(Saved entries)
• • •
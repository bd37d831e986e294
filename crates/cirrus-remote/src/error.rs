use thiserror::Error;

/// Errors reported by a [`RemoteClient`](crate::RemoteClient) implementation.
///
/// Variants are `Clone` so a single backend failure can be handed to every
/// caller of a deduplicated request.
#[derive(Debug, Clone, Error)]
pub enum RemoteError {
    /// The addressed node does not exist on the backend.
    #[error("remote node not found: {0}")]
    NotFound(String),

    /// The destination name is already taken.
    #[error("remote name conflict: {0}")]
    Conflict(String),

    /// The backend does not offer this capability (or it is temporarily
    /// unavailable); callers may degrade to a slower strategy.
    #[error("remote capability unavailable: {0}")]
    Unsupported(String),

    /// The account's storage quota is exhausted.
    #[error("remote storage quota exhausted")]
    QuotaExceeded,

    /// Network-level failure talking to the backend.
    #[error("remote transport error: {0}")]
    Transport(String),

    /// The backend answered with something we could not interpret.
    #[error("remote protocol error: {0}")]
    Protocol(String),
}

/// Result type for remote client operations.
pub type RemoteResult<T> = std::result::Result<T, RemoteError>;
• • •
§ **TASK DETAILS**: Transcribe the lines above between the line holding "filename crates/cirrus-remote/src/error.rs" and the line holding "remote client operations.", inclusive, exactly as they stand and with nothing added.

§ **OUTPUT**:
filename crates/cirrus-remote/src/error.rs
use thiserror::Error;

/// Errors reported by a [`RemoteClient`](crate::RemoteClient) implementation.
///
/// Variants are `Clone` so a single backend failure can be handed to every
/// caller of a deduplicated request.
#[derive(Debug, Clone, Error)]
pub enum RemoteError {
    /// The addressed node does not exist on the backend.
    #[error("remote node not found: {0}")]
    NotFound(String),

    /// The destination name is already taken.
    #[error("remote name conflict: {0}")]
    Conflict(String),

    /// The backend does not offer this capability (or it is temporarily
    /// unavailable); callers may degrade to a slower strategy.
    #[error("remote capability unavailable: {0}")]
    Unsupported(String),

    /// The account's storage quota is exhausted.
    #[error("remote storage quota exhausted")]
    QuotaExceeded,

    /// Network-level failure talking to the backend.
    #[error("remote transport error: {0}")]
    Transport(String),

    /// The backend answered with something we could not interpret.
    #[error("remote protocol error: {0}")]
    Protocol(String),
}

/// Result type for remote client operations.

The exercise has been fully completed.